Whatever appears in the entries must be given again exactly.

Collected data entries
'''

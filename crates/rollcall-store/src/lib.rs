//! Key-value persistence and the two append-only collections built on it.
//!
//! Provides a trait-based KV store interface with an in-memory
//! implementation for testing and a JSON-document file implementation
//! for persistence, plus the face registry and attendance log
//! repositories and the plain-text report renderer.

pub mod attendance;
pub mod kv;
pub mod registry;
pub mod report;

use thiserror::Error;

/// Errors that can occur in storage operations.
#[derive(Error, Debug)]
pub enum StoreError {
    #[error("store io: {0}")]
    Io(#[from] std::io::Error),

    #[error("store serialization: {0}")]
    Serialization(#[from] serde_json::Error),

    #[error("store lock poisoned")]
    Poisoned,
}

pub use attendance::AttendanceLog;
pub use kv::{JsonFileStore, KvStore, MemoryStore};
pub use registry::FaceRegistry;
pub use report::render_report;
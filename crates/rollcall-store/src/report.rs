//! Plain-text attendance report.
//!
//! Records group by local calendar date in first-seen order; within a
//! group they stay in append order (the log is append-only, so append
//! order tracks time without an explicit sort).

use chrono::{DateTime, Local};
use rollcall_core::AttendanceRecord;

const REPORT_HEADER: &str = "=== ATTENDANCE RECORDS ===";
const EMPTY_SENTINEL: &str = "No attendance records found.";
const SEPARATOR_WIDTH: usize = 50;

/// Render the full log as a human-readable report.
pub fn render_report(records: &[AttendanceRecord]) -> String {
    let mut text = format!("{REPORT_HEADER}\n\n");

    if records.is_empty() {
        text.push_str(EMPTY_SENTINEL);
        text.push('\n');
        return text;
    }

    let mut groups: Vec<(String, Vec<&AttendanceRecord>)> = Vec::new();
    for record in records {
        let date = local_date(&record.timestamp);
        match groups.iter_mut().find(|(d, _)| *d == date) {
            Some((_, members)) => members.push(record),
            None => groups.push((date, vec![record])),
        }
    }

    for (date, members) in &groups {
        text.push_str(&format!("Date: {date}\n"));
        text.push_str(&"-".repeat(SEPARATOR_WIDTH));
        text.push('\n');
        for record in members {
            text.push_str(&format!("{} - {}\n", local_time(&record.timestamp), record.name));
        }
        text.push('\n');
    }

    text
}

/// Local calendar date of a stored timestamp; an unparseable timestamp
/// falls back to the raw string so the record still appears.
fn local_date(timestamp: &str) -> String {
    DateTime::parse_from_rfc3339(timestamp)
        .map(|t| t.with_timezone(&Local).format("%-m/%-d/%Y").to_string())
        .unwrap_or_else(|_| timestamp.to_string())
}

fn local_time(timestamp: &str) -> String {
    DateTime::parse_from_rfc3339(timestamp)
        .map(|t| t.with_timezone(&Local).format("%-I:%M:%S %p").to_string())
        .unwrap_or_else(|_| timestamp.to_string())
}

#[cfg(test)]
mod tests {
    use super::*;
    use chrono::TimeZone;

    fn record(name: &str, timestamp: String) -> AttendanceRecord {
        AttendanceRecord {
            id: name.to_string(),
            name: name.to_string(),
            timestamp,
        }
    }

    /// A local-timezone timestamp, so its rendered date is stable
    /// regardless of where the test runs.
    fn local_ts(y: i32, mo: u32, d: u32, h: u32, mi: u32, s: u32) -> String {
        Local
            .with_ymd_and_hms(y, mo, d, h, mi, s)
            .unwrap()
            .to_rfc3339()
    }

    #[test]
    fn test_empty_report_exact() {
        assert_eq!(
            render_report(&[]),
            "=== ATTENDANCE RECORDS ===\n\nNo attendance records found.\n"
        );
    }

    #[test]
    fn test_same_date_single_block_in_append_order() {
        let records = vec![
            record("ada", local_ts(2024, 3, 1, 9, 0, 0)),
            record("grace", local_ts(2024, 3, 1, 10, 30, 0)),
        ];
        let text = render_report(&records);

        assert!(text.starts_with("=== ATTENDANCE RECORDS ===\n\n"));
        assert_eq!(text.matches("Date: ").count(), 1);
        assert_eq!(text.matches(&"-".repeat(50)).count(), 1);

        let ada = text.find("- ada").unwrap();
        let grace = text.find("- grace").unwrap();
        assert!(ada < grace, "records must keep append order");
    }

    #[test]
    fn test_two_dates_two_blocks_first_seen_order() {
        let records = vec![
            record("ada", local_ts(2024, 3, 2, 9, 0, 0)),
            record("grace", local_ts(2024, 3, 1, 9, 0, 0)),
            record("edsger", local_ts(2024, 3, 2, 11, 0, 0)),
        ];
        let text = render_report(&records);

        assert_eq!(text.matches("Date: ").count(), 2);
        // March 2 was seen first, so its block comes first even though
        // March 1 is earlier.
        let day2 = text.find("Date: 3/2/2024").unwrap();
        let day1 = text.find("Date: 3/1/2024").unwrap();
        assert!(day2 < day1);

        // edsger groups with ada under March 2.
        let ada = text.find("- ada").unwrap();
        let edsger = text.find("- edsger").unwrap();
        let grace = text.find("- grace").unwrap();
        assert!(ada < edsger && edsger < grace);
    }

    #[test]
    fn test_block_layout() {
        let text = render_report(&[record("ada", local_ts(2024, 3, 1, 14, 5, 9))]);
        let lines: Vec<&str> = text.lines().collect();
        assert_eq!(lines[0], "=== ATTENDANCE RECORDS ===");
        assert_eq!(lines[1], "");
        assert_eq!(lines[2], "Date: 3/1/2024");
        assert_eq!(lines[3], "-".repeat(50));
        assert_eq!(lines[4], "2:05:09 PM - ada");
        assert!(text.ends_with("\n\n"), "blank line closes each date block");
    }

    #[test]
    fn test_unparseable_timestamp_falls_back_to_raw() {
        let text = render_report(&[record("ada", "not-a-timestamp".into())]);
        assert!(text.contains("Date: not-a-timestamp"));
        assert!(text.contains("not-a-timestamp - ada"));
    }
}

'''

Answer to this task:
filename crates/rollcall-store/src/lib.rs
//! Key-value persistence and the two append-only collections built on it.
//!
//! Provides a trait-based KV store interface with an in-memory
//! implementation for testing and a JSON-document file implementation
//! for persistence, plus the face registry and attendance log
//! repositories and the plain-text report renderer.

pub mod attendance;
pub mod kv;
pub mod registry;
pub mod report;

use thiserror::Error;

/// Errors that can occur in storage operations.
#[derive(Error, Debug)]
pub enum StoreError {
    #[error("store io: {0}")]
    Io(#[from] std::io::Error),

    #[error("store serialization: {0}")]
    Serialization(#[from] serde_json::Error),

    #[error("store lock poisoned")]
    Poisoned,
}

pub use attendance::AttendanceLog;
pub use kv::{JsonFileStore, KvStore, MemoryStore};
pub use registry::FaceRegistry;
pub use report::render_report;
filename crates/rollcall-store/src/report.rs
//! Plain-text attendance report.
//!
//! Records group by local calendar date in first-seen order; within a
//! group they stay in append order (the log is append-only, so append
//! order tracks time without an explicit sort).

use chrono::{DateTime, Local};
use rollcall_core::AttendanceRecord;

const REPORT_HEADER: &str = "=== ATTENDANCE RECORDS ===";
const EMPTY_SENTINEL: &str = "No attendance records found.";
const SEPARATOR_WIDTH: usize = 50;

/// Render the full log as a human-readable report.
pub fn render_report(records: &[AttendanceRecord]) -> String {
    let mut text = format!("{REPORT_HEADER}\n\n");

    if records.is_empty() {
        text.push_str(EMPTY_SENTINEL);
        text.push('\n');
        return text;
    }

    let mut groups: Vec<(String, Vec<&AttendanceRecord>)> = Vec::new();
    for record in records {
        let date = local_date(&record.timestamp);
        match groups.iter_mut().find(|(d, _)| *d == date) {
            Some((_, members)) => members.push(record),
            None => groups.push((date, vec![record])),
        }
    }

    for (date, members) in &groups {
        text.push_str(&format!("Date: {date}\n"));
        text.push_str(&"-".repeat(SEPARATOR_WIDTH));
        text.push('\n');
        for record in members {
            text.push_str(&format!("{} - {}\n", local_time(&record.timestamp), record.name));
        }
        text.push('\n');
    }

    text
}

/// Local calendar date of a stored timestamp; an unparseable timestamp
/// falls back to the raw string so the record still appears.
fn local_date(timestamp: &str) -> String {
    DateTime::parse_from_rfc3339(timestamp)
        .map(|t| t.with_timezone(&Local).format("%-m/%-d/%Y").to_string())
        .unwrap_or_else(|_| timestamp.to_string())
}

fn local_time(timestamp: &str) -> String {
    DateTime::parse_from_rfc3339(timestamp)
        .map(|t| t.with_timezone(&Local).format("%-I:%M:%S %p").to_string())
        .unwrap_or_else(|_| timestamp.to_string())
}

#[cfg(test)]
mod tests {
    use super::*;
    use chrono::TimeZone;

    fn record(name: &str, timestamp: String) -> AttendanceRecord {
        AttendanceRecord {
            id: name.to_string(),
            name: name.to_string(),
            timestamp,
        }
    }

    /// A local-timezone timestamp, so its rendered date is stable
    /// regardless of where the test runs.
    fn local_ts(y: i32, mo: u32, d: u32, h: u32, mi: u32, s: u32) -> String {
        Local
            .with_ymd_and_hms(y, mo, d, h, mi, s)
            .unwrap()
            .to_rfc3339()
    }

    #[test]
    fn test_empty_report_exact() {
        assert_eq!(
            render_report(&[]),
            "=== ATTENDANCE RECORDS ===\n\nNo attendance records found.\n"
        );
    }

    #[test]
    fn test_same_date_single_block_in_append_order() {
        let records = vec![
            record("ada", local_ts(2024, 3, 1, 9, 0, 0)),
            record("grace", local_ts(2024, 3, 1, 10, 30, 0)),
        ];
        let text = render_report(&records);

        assert!(text.starts_with("=== ATTENDANCE RECORDS ===\n\n"));
        assert_eq!(text.matches("Date: ").count(), 1);
        assert_eq!(text.matches(&"-".repeat(50)).count(), 1);

        let ada = text.find("- ada").unwrap();
        let grace = text.find("- grace").unwrap();
        assert!(ada < grace, "records must keep append order");
    }

    #[test]
    fn test_two_dates_two_blocks_first_seen_order() {
        let records = vec![
            record("ada", local_ts(2024, 3, 2, 9, 0, 0)),
            record("grace", local_ts(2024, 3, 1, 9, 0, 0)),
            record("edsger", local_ts(2024, 3, 2, 11, 0, 0)),
        ];
        let text = render_report(&records);

        assert_eq!(text.matches("Date: ").count(), 2);
        // March 2 was seen first, so its block comes first even though
        // March 1 is earlier.
        let day2 = text.find("Date: 3/2/2024").unwrap();
        let day1 = text.find("Date: 3/1/2024").unwrap();
        assert!(day2 < day1);

        // edsger groups with ada under March 2.
        let ada = text.find("- ada").unwrap();
        let edsger = text.find("- edsger").unwrap();
        let grace = text.find("- grace").unwrap();
        assert!(ada < edsger && edsger < grace);
    }

    #[test]
    fn test_block_layout() {
        let text = render_report(&[record("ada", local_ts(2024, 3, 1, 14, 5, 9))]);
        let lines: Vec<&str> = text.lines().collect();
        assert_eq!(lines[0], "=== ATTENDANCE RECORDS ===");
        assert_eq!(lines[1], "");
        assert_eq!(lines[2], "Date: 3/1/2024");
        assert_eq!(lines[3], "-".repeat(50));
        assert_eq!(lines[4], "2:05:09 PM - ada");
        assert!(text.ends_with("\n\n"), "blank line closes each date block");
    }

    #[test]
    fn test_unparseable_timestamp_falls_back_to_raw() {
        let text = render_report(&[record("ada", "not-a-timestamp".into())]);
        assert!(text.contains("Date: not-a-timestamp"));
        assert!(text.contains("not-a-timestamp - ada"));
    }
}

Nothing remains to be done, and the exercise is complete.